*** Dataset Section Begins ***

//! HTTP reasoning backends: OpenAI-compatible chat completions and Gemini.

use reqwest::blocking::Client;
use serde::Deserialize;
use serde_json::json;
use std::time::Duration;
use tracing::debug;

use super::{Reasoner, ReasoningError};
use crate::config::{Provider, ReasoningConfig};

const HTTP_CONNECT_TIMEOUT_SECS: u64 = 10;
const OPENAI_BASE_URL: &str = "https://api.openai.com/v1";
const GEMINI_BASE_URL: &str = "https://generativelanguage.googleapis.com/v1beta";
const OPENAI_DEFAULT_MODEL: &str = "gpt-4o-mini";
const GEMINI_DEFAULT_MODEL: &str = "gemini-2.0-flash";

#[derive(Debug, Clone, PartialEq, Eq)]
enum Backend {
    OpenAi,
    Gemini,
}

#[derive(Debug)]
pub struct HttpReasoner {
    client: Client,
    backend: Backend,
    base_url: String,
    model: String,
    api_key: String,
}

impl HttpReasoner {
    /// Resolve the provider and credentials from `config` and the environment.
    pub fn from_config(config: &ReasoningConfig) -> Result<Self, ReasoningError> {
        let google_key = non_empty_env("GOOGLE_API_KEY");
        let openai_key = non_empty_env("OPENAI_API_KEY");
        let (backend, api_key) = resolve_backend(config.provider, google_key, openai_key)?;

        let (default_base, default_model) = match backend {
            Backend::OpenAi => (OPENAI_BASE_URL, OPENAI_DEFAULT_MODEL),
            Backend::Gemini => (GEMINI_BASE_URL, GEMINI_DEFAULT_MODEL),
        };

        let client = Client::builder()
            .connect_timeout(Duration::from_secs(HTTP_CONNECT_TIMEOUT_SECS))
            .timeout(Duration::from_secs(config.timeout_secs))
            .user_agent(concat!("lore/", env!("CARGO_PKG_VERSION")))
            .build()
            .map_err(|e| ReasoningError::Fatal(format!("failed to create HTTP client: {e}")))?;

        Ok(Self {
            client,
            backend,
            base_url: config
                .endpoint
                .clone()
                .unwrap_or_else(|| default_base.to_string())
                .trim_end_matches('/')
                .to_string(),
            model: config
                .model
                .clone()
                .unwrap_or_else(|| default_model.to_string()),
            api_key,
        })
    }

    /// `provider/model`, for progress output.
    pub fn describe(&self) -> String {
        let provider = match self.backend {
            Backend::OpenAi => "openai",
            Backend::Gemini => "gemini",
        };
        format!("{provider}/{}", self.model)
    }

    fn complete_openai(&self, prompt: &str) -> Result<String, ReasoningError> {
        let url = format!("{}/chat/completions", self.base_url);
        let body = json!({
            "model": self.model,
            "messages": [{ "role": "user", "content": prompt }],
        });
        let response = self
            .client
            .post(&url)
            .bearer_auth(&self.api_key)
            .json(&body)
            .send()
            .map_err(classify_transport)?;
        let parsed: ChatResponse = read_json(response)?;
        parsed
            .choices
            .into_iter()
            .next()
            .and_then(|c| c.message.content)
            .filter(|text| !text.trim().is_empty())
            .ok_or_else(|| ReasoningError::Transient("empty completion".to_string()))
    }

    fn complete_gemini(&self, prompt: &str) -> Result<String, ReasoningError> {
        let url = format!("{}/models/{}:generateContent", self.base_url, self.model);
        let body = json!({
            "contents": [{ "parts": [{ "text": prompt }] }],
            "generationConfig": { "temperature": 0.7, "topP": 0.95, "topK": 40 },
        });
        let response = self
            .client
            .post(&url)
            .header("x-goog-api-key", &self.api_key)
            .json(&body)
            .send()
            .map_err(classify_transport)?;
        let parsed: GeminiResponse = read_json(response)?;
        let text: String = parsed
            .candidates
            .into_iter()
            .next()
            .and_then(|c| c.content)
            .map(|content| {
                content
                    .parts
                    .into_iter()
                    .filter_map(|p| p.text)
                    .collect::<Vec<_>>()
                    .join("")
            })
            .unwrap_or_default();
        if text.trim().is_empty() {
            return Err(ReasoningError::Transient("empty completion".to_string()));
        }
        Ok(text)
    }
}

impl Reasoner for HttpReasoner {
    fn complete(&self, prompt: &str) -> Result<String, ReasoningError> {
        debug!(model = %self.model, prompt_chars = prompt.len(), "reasoning call");
        match self.backend {
            Backend::OpenAi => self.complete_openai(prompt),
            Backend::Gemini => self.complete_gemini(prompt),
        }
    }
}

fn non_empty_env(key: &str) -> Option<String> {
    std::env::var(key).ok().filter(|v| !v.trim().is_empty())
}

fn resolve_backend(
    provider: Provider,
    google_key: Option<String>,
    openai_key: Option<String>,
) -> Result<(Backend, String), ReasoningError> {
    let missing = |var: &str| {
        ReasoningError::Fatal(format!("{var} is not set; export it to use this provider"))
    };
    match provider {
        Provider::Gemini => google_key
            .map(|k| (Backend::Gemini, k))
            .ok_or_else(|| missing("GOOGLE_API_KEY")),
        Provider::OpenAi => openai_key
            .map(|k| (Backend::OpenAi, k))
            .ok_or_else(|| missing("OPENAI_API_KEY")),
        Provider::Auto => google_key
            .map(|k| (Backend::Gemini, k))
            .or_else(|| openai_key.map(|k| (Backend::OpenAi, k)))
            .ok_or_else(|| {
                ReasoningError::Fatal(
                    "no API key found; set GOOGLE_API_KEY or OPENAI_API_KEY".to_string(),
                )
            }),
    }
}

fn classify_transport(err: reqwest::Error) -> ReasoningError {
    if err.is_timeout() || err.is_connect() || err.is_request() {
        ReasoningError::Transient(err.to_string())
    } else {
        ReasoningError::Fatal(err.to_string())
    }
}

fn classify_status(status: u16, body: &str) -> ReasoningError {
    let detail = format!("HTTP {status}: {}", crate::utils::truncate(body.trim(), 300));
    if status == 408 || status == 429 || status >= 500 {
        ReasoningError::Transient(detail)
    } else {
        ReasoningError::Fatal(detail)
    }
}

fn read_json<T: for<'de> Deserialize<'de>>(
    response: reqwest::blocking::Response,
) -> Result<T, ReasoningError> {
    let status = response.status();
    if !status.is_success() {
        let body = response.text().unwrap_or_default();
        return Err(classify_status(status.as_u16(), &body));
    }
    response
        .json::<T>()
        .map_err(|e| ReasoningError::Fatal(format!("unexpected response body: {e}")))
}

#[derive(Debug, Deserialize)]
struct ChatResponse {
    #[serde(default)]
    choices: Vec<ChatChoice>,
}

#[derive(Debug, Deserialize)]
struct ChatChoice {
    message: ChatMessage,
}

#[derive(Debug, Deserialize)]
struct ChatMessage {
    content: Option<String>,
}

#[derive(Debug, Deserialize)]
struct GeminiResponse {
    #[serde(default)]
    candidates: Vec<GeminiCandidate>,
}

#[derive(Debug, Deserialize)]
struct GeminiCandidate {
    content: Option<GeminiContent>,
}

#[derive(Debug, Deserialize)]
struct GeminiContent {
    #[serde(default)]
    parts: Vec<GeminiPart>,
}

#[derive(Debug, Deserialize)]
struct GeminiPart {
    text: Option<String>,
}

*** Dataset Section Ends ***

• Exercise
A word-for-word copy of the material is required.

• Problem solution
//! HTTP reasoning backends: OpenAI-compatible chat completions and Gemini.

use reqwest::blocking::Client;
use serde::Deserialize;
use serde_json::json;
use std::time::Duration;
use tracing::debug;

use super::{Reasoner, ReasoningError};
use crate::config::{Provider, ReasoningConfig};

const HTTP_CONNECT_TIMEOUT_SECS: u64 = 10;
const OPENAI_BASE_URL: &str = "https://api.openai.com/v1";
const GEMINI_BASE_URL: &str = "https://generativelanguage.googleapis.com/v1beta";
const OPENAI_DEFAULT_MODEL: &str = "gpt-4o-mini";
const GEMINI_DEFAULT_MODEL: &str = "gemini-2.0-flash";

#[derive(Debug, Clone, PartialEq, Eq)]
enum Backend {
    OpenAi,
    Gemini,
}

#[derive(Debug)]
pub struct HttpReasoner {
    client: Client,
    backend: Backend,
    base_url: String,
    model: String,
    api_key: String,
}

impl HttpReasoner {
    /// Resolve the provider and credentials from `config` and the environment.
    pub fn from_config(config: &ReasoningConfig) -> Result<Self, ReasoningError> {
        let google_key = non_empty_env("GOOGLE_API_KEY");
        let openai_key = non_empty_env("OPENAI_API_KEY");
        let (backend, api_key) = resolve_backend(config.provider, google_key, openai_key)?;

        let (default_base, default_model) = match backend {
            Backend::OpenAi => (OPENAI_BASE_URL, OPENAI_DEFAULT_MODEL),
            Backend::Gemini => (GEMINI_BASE_URL, GEMINI_DEFAULT_MODEL),
        };

        let client = Client::builder()
            .connect_timeout(Duration::from_secs(HTTP_CONNECT_TIMEOUT_SECS))
            .timeout(Duration::from_secs(config.timeout_secs))
            .user_agent(concat!("lore/", env!("CARGO_PKG_VERSION")))
            .build()
            .map_err(|e| ReasoningError::Fatal(format!("failed to create HTTP client: {e}")))?;

        Ok(Self {
            client,
            backend,
            base_url: config
                .endpoint
                .clone()
                .unwrap_or_else(|| default_base.to_string())
                .trim_end_matches('/')
                .to_string(),
            model: config
                .model
                .clone()
                .unwrap_or_else(|| default_model.to_string()),
            api_key,
        })
    }

    /// `provider/model`, for progress output.
    pub fn describe(&self) -> String {
        let provider = match self.backend {
            Backend::OpenAi => "openai",
            Backend::Gemini => "gemini",
        };
        format!("{provider}/{}", self.model)
    }

    fn complete_openai(&self, prompt: &str) -> Result<String, ReasoningError> {
        let url = format!("{}/chat/completions", self.base_url);
        let body = json!({
            "model": self.model,
            "messages": [{ "role": "user", "content": prompt }],
        });
        let response = self
            .client
            .post(&url)
            .bearer_auth(&self.api_key)
            .json(&body)
            .send()
            .map_err(classify_transport)?;
        let parsed: ChatResponse = read_json(response)?;
        parsed
            .choices
            .into_iter()
            .next()
            .and_then(|c| c.message.content)
            .filter(|text| !text.trim().is_empty())
            .ok_or_else(|| ReasoningError::Transient("empty completion".to_string()))
    }

    fn complete_gemini(&self, prompt: &str) -> Result<String, ReasoningError> {
        let url = format!("{}/models/{}:generateContent", self.base_url, self.model);
        let body = json!({
            "contents": [{ "parts": [{ "text": prompt }] }],
            "generationConfig": { "temperature": 0.7, "topP": 0.95, "topK": 40 },
        });
        let response = self
            .client
            .post(&url)
            .header("x-goog-api-key", &self.api_key)
            .json(&body)
            .send()
            .map_err(classify_transport)?;
        let parsed: GeminiResponse = read_json(response)?;
        let text: String = parsed
            .candidates
            .into_iter()
            .next()
            .and_then(|c| c.content)
            .map(|content| {
                content
                    .parts
                    .into_iter()
                    .filter_map(|p| p.text)
                    .collect::<Vec<_>>()
                    .join("")
            })
            .unwrap_or_default();
        if text.trim().is_empty() {
            return Err(ReasoningError::Transient("empty completion".to_string()));
        }
        Ok(text)
    }
}

impl Reasoner for HttpReasoner {
    fn complete(&self, prompt: &str) -> Result<String, ReasoningError> {
        debug!(model = %self.model, prompt_chars = prompt.len(), "reasoning call");
        match self.backend {
            Backend::OpenAi => self.complete_openai(prompt),
            Backend::Gemini => self.complete_gemini(prompt),
        }
    }
}

fn non_empty_env(key: &str) -> Option<String> {
    std::env::var(key).ok().filter(|v| !v.trim().is_empty())
}

fn resolve_backend(
    provider: Provider,
    google_key: Option<String>,
    openai_key: Option<String>,
) -> Result<(Backend, String), ReasoningError> {
    let missing = |var: &str| {
        ReasoningError::Fatal(format!("{var} is not set; export it to use this provider"))
    };
    match provider {
        Provider::Gemini => google_key
            .map(|k| (Backend::Gemini, k))
            .ok_or_else(|| missing("GOOGLE_API_KEY")),
        Provider::OpenAi => openai_key
            .map(|k| (Backend::OpenAi, k))
            .ok_or_else(|| missing("OPENAI_API_KEY")),
        Provider::Auto => google_key
            .map(|k| (Backend::Gemini, k))
            .or_else(|| openai_key.map(|k| (Backend::OpenAi, k)))
            .ok_or_else(|| {
                ReasoningError::Fatal(
                    "no API key found; set GOOGLE_API_KEY or OPENAI_API_KEY".to_string(),
                )
            }),
    }
}

fn classify_transport(err: reqwest::Error) -> ReasoningError {
    if err.is_timeout() || err.is_connect() || err.is_request() {
        ReasoningError::Transient(err.to_string())
    } else {
        ReasoningError::Fatal(err.to_string())
    }
}

fn classify_status(status: u16, body: &str) -> ReasoningError {
    let detail = format!("HTTP {status}: {}", crate::utils::truncate(body.trim(), 300));
    if status == 408 || status == 429 || status >= 500 {
        ReasoningError::Transient(detail)
    } else {
        ReasoningError::Fatal(detail)
    }
}

fn read_json<T: for<'de> Deserialize<'de>>(
    response: reqwest::blocking::Response,
) -> Result<T, ReasoningError> {
    let status = response.status();
    if !status.is_success() {
        let body = response.text().unwrap_or_default();
        return Err(classify_status(status.as_u16(), &body));
    }
    response
        .json::<T>()
        .map_err(|e| ReasoningError::Fatal(format!("unexpected response body: {e}")))
}

#[derive(Debug, Deserialize)]
struct ChatResponse {
    #[serde(default)]
    choices: Vec<ChatChoice>,
}

#[derive(Debug, Deserialize)]
struct ChatChoice {
    message: ChatMessage,
}

#[derive(Debug, Deserialize)]
struct ChatMessage {
    content: Option<String>,
}

#[derive(Debug, Deserialize)]
struct GeminiResponse {
    #[serde(default)]
    candidates: Vec<GeminiCandidate>,
}

#[derive(Debug, Deserialize)]
struct GeminiCandidate {
    content: Option<GeminiContent>,
}

#[derive(Debug, Deserialize)]
struct GeminiContent {
    #[serde(default)]
    parts: Vec<GeminiPart>,
}

#[derive(Debug, Deserialize)]
struct GeminiPart {
    text: Option<String>,
}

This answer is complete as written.